AM Best has affirmed the Financial Strength Rating of A- (Excellent) and the Long-Term Issuer Credit Rating of "a-" of Aseguradora Ancón, S.A. (Ancón) (Panama). The outlook of these Credit Ratings (ratings) is stable.

The ratings reflect Ancón’s balance sheet strength, which AM Best categorizes as very strong, as well as its adequate operating performance, favorable business profile and appropriate enterprise risk management.

Ancón's balance sheet strength is underpinned by risk-adjusted capitalization at an assessed level of very strong, supported by a well-structured reinsurance program that covers the company’s different business lines and sound underwriting practices. Offsetting these positive rating factors is the slow dynamism of Panama’s insurance market in recent years and the strong competition Ancón faces in its main segments.

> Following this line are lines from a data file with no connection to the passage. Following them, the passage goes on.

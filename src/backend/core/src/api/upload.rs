//! Image upload into the object store.
//!
//! All routes require an authenticated user. Bodies are multipart forms with
//! a `file` part; new uploads also carry the target directory in `path`.

use super::{AppState, Endpoint};
use crate::error::{ApiError, Result};
use crate::store::{StoreError, StoredObject};
use crate::validation::{
    FieldValidator, FormData, ImageFile, IsFile, MaxFileSize, NonEmptyFile, Pattern, Payload,
    Schema, UploadedFile, ValidateLayer,
};
use axum::{
    extract::{DefaultBodyLimit, Path, State},
    http::StatusCode,
    response::IntoResponse,
    routing::{delete, post, put},
    Json, Router,
};
use std::sync::LazyLock;
use tracing::{info, warn};

pub const ENDPOINTS: &[Endpoint] = &[
    Endpoint::new("POST", "/"),
    Endpoint::new("PUT", "/*path"),
    Endpoint::new("DELETE", "/*path"),
];

/// Headroom for multipart framing and the text parts around the file.
const FORM_OVERHEAD: usize = 64 * 1024;

static UPLOAD_PATH: LazyLock<Pattern> = LazyLock::new(|| {
    Pattern::new(
        r"^((?:/[a-zA-Z0-9]+(?:_[a-zA-Z0-9]+)*(?:[a-zA-Z0-9.]+)*)+)$",
        "Invalid path",
    )
    .expect("Invalid upload path regex")
});

pub fn router(state: &AppState) -> Router<AppState> {
    let limit = usize::try_from(state.max_file_size)
        .unwrap_or(usize::MAX)
        .saturating_add(FORM_OVERHEAD);
    let oversized = MaxFileSize::new(state.max_file_size).exceeded("file");
    let validate = |schema: Schema| {
        ValidateLayer::new(schema)
            .body_limit(limit)
            .oversized_as(oversized.clone())
    };

    Router::new()
        .route(
            "/",
            post(upload)
                .route_layer(validate(upload_schema(state.max_file_size)))
                .route_layer(state.auth_layer()),
        )
        .route(
            "/*path",
            put(replace)
                .route_layer(validate(file_schema(state.max_file_size)))
                .route_layer(state.auth_layer())
                .merge(delete(remove).route_layer(state.auth_layer())),
        )
        .layer(DefaultBodyLimit::max(limit))
}

fn file_schema(max_file_size: u64) -> Schema {
    Schema::new().field(
        FieldValidator::new("file")
            .rule(IsFile::new("File should be File"))
            .rule(ImageFile::new("Only image files are accepted"))
            .rule(NonEmptyFile::new("Input file"))
            .rule(MaxFileSize::new(max_file_size)),
    )
}

fn upload_schema(max_file_size: u64) -> Schema {
    Schema::new()
        .field(FieldValidator::new("path").rule(UPLOAD_PATH.clone()))
        .extend(file_schema(max_file_size))
}

/// The validated `file` part of a multipart payload.
fn file_part(payload: Payload) -> Result<(FormData, UploadedFile)> {
    let form = payload.into_form()?;
    let file = form
        .file("file")
        .cloned()
        .ok_or_else(|| ApiError::fault("validated form has no file part"))?;
    Ok((form, file))
}

fn store_failure(path: &str, error: StoreError) -> ApiError {
    match error {
        StoreError::NotFound(_) => {
            ApiError::not_found(format!("File({path}) not found")).with_resource(path)
        }
        StoreError::InvalidPath(_) => ApiError::bad_request("Invalid path").with_resource(path),
        other => {
            warn!(path = %path, error = %other, "Upload store failed");
            ApiError::internal(format!("File({path}): {other}")).with_resource(path)
        }
    }
}

async fn upload(State(state): State<AppState>, payload: Payload) -> Result<impl IntoResponse> {
    let (form, file) = file_part(payload)?;
    let dir = form.text("path").unwrap_or_default();

    let stored = state
        .uploads
        .upload(dir, &file)
        .await
        .map_err(|e| store_failure(dir, e))?;

    info!(path = %stored.path, size = file.size(), "File uploaded");
    Ok((StatusCode::CREATED, Json(stored)))
}

async fn replace(
    State(state): State<AppState>,
    Path(path): Path<String>,
    payload: Payload,
) -> Result<Json<StoredObject>> {
    let (_, file) = file_part(payload)?;

    let stored = state
        .uploads
        .update(&path, &file)
        .await
        .map_err(|e| store_failure(&path, e))?;
    Ok(Json(stored))
}

async fn remove(State(state): State<AppState>, Path(path): Path<String>) -> Result<StatusCode> {
    state
        .uploads
        .remove(&path)
        .await
        .map_err(|e| store_failure(&path, e))?;
    Ok(StatusCode::NO_CONTENT)
}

Ancón is the seventh-largest insurer in Panama, with a market share of 3.1% as of June 2020. Property/casualty insurance products comprise 63.2% of its business portfolio, with the remaining 36.8% made up of life products, including accident and health. The company’s main segments are auto and health, representing 43.4% and 30%, respectively, of its gross premiums written. The company has two subsidiaries in Puerto Rico: Multinational Insurance Company (Multinational), a property/casualty insurer, and Multinational Life Insurance Company (Multinational Life), a life insurance company.

Ancón’s risk-adjusted capitalization follows a positive trend, as measured by Best’s Capital Adequacy Ratio (BCAR). This trend has been driven by consistent profitability, the result of a prudent business strategy in terms of retention and growth, a comprehensive reinsurance program set with highly rated reinsurers and, finally, a shareholder commitment as reflected by a recent USD 9 million capital contribution from its holding company, Ancon Investment Corporation. This contribution stemmed from the holding company issuing a series of preferred shares in 3Q 2020. The result of capital contribution enhanced Ancón's risk-adjusted capitalization level to strongest as of the end of 3Q 2020. In AM Best’s view, this parental support has provided Ancón with an optimized capital structure through a reduced level of financial leverage. Over the mid to long term, should Ancón be able to maintain this enhanced capital base without any deterioration, and along with a prudent dividend payout plan, AM Best anticipates that the company will be able to achieve a balance sheet strength assessment classification of strongest as well.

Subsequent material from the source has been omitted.